======== Dataset entries ========

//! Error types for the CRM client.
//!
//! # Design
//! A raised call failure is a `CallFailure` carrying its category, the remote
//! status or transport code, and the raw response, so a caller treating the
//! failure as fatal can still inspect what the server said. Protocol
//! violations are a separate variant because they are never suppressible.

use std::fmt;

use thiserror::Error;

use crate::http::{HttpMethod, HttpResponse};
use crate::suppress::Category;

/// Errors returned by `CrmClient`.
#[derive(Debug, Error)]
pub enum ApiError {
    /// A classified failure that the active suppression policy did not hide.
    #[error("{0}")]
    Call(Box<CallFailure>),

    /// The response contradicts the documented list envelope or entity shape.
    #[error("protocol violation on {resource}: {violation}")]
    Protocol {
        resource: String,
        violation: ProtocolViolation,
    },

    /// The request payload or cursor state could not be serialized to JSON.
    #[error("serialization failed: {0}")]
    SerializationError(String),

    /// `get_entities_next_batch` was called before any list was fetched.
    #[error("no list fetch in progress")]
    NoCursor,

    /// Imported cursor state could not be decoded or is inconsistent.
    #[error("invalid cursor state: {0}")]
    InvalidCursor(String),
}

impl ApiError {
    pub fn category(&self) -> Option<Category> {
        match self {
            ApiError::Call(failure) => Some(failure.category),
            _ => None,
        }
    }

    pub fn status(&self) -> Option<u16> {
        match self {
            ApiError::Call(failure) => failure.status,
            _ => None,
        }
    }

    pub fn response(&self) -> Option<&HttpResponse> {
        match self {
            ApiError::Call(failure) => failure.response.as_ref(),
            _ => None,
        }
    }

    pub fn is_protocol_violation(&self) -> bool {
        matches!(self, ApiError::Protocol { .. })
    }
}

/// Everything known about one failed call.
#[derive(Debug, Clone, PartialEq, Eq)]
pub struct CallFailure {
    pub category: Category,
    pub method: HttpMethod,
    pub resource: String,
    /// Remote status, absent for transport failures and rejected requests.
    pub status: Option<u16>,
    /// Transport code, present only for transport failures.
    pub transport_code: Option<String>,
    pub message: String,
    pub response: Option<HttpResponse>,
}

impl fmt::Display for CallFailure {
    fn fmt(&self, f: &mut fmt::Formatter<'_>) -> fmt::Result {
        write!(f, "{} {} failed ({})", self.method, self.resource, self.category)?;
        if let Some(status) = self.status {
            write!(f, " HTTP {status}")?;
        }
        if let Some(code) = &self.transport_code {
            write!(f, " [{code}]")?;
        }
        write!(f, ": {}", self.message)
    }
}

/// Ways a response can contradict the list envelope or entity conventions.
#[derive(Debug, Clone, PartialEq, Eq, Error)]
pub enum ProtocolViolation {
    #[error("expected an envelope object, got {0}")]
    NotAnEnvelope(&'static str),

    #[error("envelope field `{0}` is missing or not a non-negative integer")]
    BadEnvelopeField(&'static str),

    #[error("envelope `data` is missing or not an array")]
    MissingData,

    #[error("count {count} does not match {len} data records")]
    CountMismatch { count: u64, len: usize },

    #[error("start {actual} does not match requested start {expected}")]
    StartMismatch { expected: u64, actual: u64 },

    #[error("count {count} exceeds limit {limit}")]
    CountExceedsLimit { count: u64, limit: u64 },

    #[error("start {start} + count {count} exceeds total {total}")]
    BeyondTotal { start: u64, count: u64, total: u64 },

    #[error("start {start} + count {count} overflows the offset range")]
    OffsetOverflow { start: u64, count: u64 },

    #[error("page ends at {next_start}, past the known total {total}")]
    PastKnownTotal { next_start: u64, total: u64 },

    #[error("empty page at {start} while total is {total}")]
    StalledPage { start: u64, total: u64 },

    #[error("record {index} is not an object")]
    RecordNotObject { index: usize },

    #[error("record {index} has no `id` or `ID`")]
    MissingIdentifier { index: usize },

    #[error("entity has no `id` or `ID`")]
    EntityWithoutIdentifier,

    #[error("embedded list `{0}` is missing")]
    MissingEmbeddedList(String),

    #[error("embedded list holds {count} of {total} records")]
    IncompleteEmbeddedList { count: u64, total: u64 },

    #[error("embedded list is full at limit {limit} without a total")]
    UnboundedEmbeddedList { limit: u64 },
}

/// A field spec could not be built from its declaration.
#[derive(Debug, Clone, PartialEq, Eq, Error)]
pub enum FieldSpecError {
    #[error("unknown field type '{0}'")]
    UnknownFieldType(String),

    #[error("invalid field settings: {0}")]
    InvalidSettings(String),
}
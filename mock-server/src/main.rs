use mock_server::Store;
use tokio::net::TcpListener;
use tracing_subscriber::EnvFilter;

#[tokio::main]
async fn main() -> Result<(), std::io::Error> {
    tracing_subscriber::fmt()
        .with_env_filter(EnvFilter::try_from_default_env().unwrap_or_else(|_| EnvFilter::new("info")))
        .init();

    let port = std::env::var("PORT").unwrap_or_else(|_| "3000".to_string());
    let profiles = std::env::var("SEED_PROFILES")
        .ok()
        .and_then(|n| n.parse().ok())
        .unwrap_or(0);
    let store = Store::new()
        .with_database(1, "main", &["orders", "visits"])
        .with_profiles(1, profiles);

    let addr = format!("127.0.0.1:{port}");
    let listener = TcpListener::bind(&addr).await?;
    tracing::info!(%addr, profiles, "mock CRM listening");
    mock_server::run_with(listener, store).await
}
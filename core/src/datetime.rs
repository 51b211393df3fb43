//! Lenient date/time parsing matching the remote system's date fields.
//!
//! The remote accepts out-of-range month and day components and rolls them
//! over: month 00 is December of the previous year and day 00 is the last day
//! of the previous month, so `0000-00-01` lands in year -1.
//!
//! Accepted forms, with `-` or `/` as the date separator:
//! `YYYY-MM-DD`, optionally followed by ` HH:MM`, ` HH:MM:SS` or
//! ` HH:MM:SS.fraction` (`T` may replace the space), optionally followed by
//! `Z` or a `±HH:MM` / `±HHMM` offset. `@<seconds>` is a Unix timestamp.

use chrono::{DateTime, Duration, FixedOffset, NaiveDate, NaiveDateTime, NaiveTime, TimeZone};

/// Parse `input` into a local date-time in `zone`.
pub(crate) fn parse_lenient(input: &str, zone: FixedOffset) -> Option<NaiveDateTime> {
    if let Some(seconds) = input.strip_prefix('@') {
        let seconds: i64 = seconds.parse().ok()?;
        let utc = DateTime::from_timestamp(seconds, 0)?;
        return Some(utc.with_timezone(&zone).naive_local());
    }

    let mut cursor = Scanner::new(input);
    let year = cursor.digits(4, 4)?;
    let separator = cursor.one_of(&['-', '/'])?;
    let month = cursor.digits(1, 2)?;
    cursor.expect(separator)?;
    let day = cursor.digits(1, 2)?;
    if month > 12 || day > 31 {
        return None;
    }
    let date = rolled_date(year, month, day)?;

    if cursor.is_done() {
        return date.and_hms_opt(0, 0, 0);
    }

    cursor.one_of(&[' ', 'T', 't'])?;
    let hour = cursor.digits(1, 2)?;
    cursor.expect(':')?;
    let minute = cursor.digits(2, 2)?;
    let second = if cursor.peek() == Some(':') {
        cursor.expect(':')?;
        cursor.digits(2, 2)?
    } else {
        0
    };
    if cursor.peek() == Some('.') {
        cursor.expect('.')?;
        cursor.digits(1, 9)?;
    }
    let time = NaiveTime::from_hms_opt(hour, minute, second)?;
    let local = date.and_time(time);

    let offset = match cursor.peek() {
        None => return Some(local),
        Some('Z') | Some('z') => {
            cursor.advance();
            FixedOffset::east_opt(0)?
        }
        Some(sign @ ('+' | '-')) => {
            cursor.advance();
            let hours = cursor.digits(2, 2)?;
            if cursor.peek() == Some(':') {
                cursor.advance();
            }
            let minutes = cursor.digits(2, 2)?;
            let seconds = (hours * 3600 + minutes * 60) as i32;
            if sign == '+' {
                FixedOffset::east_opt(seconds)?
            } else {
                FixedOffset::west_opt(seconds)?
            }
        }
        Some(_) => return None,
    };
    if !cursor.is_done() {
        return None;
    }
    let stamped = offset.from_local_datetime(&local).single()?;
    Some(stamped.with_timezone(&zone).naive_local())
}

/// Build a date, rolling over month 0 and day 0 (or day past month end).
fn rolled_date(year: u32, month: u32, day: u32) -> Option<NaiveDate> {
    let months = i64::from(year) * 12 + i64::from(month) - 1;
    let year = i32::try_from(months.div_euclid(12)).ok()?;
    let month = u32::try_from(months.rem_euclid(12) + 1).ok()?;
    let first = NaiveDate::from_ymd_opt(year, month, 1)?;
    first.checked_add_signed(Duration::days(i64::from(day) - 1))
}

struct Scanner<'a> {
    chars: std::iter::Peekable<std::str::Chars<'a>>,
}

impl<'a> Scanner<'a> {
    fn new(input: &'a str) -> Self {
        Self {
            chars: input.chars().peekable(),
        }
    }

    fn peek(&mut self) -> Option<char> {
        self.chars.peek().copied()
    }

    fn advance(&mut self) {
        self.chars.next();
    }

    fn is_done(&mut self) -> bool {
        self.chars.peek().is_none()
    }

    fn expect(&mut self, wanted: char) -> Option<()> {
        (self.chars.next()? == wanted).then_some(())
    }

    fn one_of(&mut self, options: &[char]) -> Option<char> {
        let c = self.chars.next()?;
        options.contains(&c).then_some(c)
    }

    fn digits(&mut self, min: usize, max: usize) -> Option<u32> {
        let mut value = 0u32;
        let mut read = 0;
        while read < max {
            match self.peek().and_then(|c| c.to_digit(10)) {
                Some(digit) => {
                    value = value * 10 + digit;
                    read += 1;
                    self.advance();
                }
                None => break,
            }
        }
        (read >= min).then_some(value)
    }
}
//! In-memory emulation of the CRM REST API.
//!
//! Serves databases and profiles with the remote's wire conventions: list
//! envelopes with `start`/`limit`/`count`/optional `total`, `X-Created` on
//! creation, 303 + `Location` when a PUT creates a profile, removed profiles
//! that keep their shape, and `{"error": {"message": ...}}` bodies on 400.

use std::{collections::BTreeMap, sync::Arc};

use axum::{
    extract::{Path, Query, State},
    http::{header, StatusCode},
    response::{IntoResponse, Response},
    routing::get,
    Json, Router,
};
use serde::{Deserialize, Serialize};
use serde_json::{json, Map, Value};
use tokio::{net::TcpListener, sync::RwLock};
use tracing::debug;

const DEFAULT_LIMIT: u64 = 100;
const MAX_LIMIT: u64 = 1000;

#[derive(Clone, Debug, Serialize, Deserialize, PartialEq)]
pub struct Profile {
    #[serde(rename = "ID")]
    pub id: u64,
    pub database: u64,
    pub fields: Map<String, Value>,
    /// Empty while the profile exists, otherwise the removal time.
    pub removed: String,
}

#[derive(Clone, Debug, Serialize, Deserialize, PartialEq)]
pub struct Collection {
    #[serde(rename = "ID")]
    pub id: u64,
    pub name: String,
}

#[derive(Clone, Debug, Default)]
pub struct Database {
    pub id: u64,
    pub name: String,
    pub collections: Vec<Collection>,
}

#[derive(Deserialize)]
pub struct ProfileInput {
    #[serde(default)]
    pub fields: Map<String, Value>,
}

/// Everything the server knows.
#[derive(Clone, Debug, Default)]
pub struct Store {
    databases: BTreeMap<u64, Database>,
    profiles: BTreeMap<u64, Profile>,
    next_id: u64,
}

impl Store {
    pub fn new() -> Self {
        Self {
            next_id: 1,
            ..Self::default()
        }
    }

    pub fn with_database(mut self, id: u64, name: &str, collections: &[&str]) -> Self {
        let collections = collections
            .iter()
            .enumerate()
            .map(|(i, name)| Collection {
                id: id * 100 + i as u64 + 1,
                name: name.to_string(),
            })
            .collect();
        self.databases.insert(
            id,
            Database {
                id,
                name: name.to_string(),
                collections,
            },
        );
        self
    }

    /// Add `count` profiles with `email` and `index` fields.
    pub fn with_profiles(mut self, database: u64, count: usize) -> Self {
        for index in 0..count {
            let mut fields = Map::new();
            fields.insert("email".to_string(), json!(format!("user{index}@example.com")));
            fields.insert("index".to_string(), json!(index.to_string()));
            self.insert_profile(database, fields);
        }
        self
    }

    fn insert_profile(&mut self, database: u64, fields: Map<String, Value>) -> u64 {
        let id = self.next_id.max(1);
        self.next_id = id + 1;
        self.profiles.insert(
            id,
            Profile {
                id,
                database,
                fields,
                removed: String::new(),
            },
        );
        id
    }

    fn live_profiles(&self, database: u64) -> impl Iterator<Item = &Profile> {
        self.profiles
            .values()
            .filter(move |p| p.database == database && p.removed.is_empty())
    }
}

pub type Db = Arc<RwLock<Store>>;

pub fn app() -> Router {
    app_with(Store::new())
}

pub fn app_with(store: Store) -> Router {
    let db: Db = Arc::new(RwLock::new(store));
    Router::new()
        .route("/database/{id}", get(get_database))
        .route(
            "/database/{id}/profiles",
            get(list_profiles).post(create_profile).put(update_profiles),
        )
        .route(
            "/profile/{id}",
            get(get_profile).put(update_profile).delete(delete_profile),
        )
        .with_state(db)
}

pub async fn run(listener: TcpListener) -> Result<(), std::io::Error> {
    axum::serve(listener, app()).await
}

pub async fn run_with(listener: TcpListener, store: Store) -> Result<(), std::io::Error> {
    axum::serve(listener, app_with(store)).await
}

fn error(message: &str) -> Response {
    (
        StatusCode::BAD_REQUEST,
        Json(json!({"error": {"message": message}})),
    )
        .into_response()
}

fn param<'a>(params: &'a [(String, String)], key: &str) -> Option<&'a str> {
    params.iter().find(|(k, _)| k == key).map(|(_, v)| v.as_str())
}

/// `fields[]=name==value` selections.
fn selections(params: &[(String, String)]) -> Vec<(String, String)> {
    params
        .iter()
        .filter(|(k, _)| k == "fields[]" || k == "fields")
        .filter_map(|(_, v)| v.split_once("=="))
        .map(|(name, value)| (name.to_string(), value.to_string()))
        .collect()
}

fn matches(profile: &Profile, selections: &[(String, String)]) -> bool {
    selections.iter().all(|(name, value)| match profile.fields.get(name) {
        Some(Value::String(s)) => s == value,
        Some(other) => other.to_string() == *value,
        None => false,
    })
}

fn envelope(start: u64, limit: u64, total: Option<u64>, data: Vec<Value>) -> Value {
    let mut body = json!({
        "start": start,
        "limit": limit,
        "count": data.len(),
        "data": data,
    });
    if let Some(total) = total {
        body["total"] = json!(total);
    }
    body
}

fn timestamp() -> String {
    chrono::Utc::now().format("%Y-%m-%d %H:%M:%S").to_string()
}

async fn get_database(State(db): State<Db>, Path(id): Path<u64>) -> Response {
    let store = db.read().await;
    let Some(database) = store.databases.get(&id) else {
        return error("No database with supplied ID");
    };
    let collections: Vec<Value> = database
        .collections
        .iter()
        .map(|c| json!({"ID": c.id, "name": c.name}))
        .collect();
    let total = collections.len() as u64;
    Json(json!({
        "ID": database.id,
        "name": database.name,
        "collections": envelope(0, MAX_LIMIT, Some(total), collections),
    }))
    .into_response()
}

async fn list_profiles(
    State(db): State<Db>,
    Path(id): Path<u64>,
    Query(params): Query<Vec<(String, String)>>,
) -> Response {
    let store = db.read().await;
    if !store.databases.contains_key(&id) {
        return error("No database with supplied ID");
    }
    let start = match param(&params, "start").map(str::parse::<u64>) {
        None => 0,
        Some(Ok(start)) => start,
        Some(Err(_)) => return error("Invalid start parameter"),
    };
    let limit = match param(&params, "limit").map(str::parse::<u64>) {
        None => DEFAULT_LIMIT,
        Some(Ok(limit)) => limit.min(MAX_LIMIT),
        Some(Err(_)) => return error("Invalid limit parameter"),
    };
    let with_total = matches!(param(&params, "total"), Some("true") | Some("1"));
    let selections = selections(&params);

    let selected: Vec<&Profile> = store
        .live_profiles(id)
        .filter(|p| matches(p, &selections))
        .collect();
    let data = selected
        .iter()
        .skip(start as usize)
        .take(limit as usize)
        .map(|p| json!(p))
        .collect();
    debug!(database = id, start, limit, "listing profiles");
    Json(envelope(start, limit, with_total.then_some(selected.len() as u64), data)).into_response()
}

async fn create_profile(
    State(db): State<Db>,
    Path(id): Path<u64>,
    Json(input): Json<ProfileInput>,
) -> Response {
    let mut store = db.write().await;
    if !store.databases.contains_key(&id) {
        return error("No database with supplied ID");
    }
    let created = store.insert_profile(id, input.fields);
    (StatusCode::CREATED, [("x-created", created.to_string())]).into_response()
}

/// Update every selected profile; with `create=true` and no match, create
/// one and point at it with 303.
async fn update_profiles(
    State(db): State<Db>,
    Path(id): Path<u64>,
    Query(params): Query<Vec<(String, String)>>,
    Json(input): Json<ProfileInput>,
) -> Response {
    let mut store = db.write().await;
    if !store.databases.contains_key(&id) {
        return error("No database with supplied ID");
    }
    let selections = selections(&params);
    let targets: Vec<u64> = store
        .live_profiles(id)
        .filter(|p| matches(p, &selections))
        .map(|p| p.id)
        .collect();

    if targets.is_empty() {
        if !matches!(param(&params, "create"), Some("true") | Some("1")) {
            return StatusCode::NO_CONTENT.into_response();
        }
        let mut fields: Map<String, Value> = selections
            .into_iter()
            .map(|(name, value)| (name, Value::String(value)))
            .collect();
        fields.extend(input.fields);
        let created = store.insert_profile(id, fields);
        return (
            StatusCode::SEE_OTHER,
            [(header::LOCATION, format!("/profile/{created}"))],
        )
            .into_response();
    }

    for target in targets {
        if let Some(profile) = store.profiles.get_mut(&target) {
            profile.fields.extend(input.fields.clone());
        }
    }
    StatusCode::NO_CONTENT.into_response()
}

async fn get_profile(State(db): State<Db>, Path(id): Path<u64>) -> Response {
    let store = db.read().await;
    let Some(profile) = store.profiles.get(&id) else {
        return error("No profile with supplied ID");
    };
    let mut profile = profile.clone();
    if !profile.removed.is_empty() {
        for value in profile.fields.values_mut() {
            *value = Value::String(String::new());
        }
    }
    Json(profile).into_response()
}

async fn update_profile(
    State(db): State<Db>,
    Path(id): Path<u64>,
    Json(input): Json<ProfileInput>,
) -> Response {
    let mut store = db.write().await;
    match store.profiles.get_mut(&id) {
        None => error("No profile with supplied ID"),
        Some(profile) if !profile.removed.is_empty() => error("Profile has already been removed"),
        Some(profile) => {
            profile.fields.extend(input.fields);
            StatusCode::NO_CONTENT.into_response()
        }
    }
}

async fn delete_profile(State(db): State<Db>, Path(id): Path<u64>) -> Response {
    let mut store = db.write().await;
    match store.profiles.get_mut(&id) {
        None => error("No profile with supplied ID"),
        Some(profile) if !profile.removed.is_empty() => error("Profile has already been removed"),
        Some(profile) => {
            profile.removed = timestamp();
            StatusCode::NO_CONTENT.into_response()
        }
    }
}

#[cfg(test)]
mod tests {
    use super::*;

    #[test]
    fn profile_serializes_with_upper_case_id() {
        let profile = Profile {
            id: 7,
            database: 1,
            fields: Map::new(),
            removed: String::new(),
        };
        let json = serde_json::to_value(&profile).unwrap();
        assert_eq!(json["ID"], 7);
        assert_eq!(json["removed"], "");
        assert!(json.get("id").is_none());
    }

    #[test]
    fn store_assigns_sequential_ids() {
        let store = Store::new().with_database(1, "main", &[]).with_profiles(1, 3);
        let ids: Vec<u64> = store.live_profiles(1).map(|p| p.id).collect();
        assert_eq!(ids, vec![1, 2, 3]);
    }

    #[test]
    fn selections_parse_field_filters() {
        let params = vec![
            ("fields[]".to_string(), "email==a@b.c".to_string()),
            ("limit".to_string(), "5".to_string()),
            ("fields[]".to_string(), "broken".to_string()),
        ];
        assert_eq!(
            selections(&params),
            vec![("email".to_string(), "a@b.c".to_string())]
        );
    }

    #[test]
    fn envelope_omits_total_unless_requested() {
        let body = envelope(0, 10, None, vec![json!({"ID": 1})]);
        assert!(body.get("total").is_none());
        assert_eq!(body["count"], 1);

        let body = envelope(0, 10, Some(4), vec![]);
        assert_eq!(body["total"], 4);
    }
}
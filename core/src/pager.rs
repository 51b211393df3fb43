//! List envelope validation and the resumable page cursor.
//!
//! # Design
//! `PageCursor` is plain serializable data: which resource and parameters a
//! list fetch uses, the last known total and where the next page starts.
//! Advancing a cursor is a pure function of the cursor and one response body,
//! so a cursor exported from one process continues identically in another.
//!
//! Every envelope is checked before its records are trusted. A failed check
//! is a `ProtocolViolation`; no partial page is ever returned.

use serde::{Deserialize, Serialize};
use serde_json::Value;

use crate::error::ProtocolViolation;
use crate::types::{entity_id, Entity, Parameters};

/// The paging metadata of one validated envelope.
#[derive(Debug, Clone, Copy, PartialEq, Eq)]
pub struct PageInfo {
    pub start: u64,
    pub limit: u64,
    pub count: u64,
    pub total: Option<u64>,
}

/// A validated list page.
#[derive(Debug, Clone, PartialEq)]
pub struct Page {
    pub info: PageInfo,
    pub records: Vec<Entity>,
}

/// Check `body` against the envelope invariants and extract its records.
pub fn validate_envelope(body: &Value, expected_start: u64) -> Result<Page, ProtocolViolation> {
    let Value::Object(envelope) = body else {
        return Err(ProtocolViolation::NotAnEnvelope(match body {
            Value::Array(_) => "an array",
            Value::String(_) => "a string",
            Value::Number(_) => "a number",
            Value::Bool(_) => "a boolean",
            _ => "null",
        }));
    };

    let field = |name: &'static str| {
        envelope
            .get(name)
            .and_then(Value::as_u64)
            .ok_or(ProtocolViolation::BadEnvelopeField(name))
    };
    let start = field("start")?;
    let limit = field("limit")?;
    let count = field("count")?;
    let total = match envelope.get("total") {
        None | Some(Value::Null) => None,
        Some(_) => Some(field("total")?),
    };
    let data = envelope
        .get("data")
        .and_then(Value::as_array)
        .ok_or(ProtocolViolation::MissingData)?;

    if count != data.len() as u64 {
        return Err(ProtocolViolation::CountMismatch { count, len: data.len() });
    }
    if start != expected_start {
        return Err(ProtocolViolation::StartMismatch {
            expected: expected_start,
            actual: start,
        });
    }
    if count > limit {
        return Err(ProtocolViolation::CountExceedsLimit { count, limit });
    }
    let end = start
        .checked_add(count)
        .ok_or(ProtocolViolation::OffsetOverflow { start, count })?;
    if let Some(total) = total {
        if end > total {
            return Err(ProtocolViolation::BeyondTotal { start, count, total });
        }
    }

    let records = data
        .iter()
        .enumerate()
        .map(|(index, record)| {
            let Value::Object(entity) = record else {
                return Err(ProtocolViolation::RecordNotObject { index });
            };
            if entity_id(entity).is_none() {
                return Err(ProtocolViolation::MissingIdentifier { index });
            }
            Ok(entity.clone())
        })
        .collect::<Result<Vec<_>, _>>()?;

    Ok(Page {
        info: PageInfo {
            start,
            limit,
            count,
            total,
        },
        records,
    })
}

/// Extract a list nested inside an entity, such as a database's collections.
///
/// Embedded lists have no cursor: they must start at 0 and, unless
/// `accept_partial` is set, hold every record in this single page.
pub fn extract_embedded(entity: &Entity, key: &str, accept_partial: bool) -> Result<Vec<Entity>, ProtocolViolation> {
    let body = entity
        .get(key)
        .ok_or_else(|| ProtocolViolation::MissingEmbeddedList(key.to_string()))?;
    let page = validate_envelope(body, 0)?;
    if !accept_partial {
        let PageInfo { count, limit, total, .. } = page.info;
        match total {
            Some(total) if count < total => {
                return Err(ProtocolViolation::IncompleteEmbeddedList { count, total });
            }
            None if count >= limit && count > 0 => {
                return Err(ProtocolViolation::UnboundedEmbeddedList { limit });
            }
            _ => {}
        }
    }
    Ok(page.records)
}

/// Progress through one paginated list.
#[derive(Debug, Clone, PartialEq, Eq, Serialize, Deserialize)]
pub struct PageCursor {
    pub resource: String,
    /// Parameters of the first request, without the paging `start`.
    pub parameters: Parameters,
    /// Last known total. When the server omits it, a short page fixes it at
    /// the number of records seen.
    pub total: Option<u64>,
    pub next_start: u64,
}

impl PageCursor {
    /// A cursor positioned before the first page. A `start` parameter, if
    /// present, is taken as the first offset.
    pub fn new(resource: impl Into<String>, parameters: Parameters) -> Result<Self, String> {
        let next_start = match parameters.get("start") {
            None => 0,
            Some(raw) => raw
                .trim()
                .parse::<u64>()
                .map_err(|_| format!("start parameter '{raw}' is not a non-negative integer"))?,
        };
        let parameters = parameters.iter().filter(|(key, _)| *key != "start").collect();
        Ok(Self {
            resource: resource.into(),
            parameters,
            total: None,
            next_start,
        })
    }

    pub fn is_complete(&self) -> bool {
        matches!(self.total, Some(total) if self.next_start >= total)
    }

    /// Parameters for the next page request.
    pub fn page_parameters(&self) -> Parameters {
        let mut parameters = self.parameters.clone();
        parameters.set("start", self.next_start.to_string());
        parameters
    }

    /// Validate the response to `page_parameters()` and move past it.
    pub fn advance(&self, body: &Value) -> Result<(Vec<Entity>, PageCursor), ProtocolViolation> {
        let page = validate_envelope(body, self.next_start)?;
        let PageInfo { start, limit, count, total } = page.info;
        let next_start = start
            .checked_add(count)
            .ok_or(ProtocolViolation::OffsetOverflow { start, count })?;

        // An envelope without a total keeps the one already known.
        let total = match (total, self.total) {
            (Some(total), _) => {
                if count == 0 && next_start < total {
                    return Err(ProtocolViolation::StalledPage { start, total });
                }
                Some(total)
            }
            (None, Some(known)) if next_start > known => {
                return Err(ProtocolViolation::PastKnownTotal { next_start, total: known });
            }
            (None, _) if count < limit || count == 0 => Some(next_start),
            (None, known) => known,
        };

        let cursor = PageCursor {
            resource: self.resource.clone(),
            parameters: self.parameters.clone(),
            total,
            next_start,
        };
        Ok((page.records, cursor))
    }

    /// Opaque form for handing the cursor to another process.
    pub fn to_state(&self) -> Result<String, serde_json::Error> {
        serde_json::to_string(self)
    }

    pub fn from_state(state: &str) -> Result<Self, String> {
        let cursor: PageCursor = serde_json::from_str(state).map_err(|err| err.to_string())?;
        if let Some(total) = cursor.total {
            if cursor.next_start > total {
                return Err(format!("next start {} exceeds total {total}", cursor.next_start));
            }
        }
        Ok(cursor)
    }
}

========

## Problem to solve
Exact duplication is required for the lines above, from the line that contains "Router::new()" to the line that contains "fn param<'a>(params: &'a", inclusive; omit all others.

## Reply to the task
    Router::new()
        .route("/database/{id}", get(get_database))
        .route(
            "/database/{id}/profiles",
            get(list_profiles).post(create_profile).put(update_profiles),
        )
        .route(
            "/profile/{id}",
            get(get_profile).put(update_profile).delete(delete_profile),
        )
        .with_state(db)
}

pub async fn run(listener: TcpListener) -> Result<(), std::io::Error> {
    axum::serve(listener, app()).await
}

pub async fn run_with(listener: TcpListener, store: Store) -> Result<(), std::io::Error> {
    axum::serve(listener, app_with(store)).await
}

fn error(message: &str) -> Response {
    (
        StatusCode::BAD_REQUEST,
        Json(json!({"error": {"message": message}})),
    )
        .into_response()
}

fn param<'a>(params: &'a [(String, String)], key: &str) -> Option<&'a str> {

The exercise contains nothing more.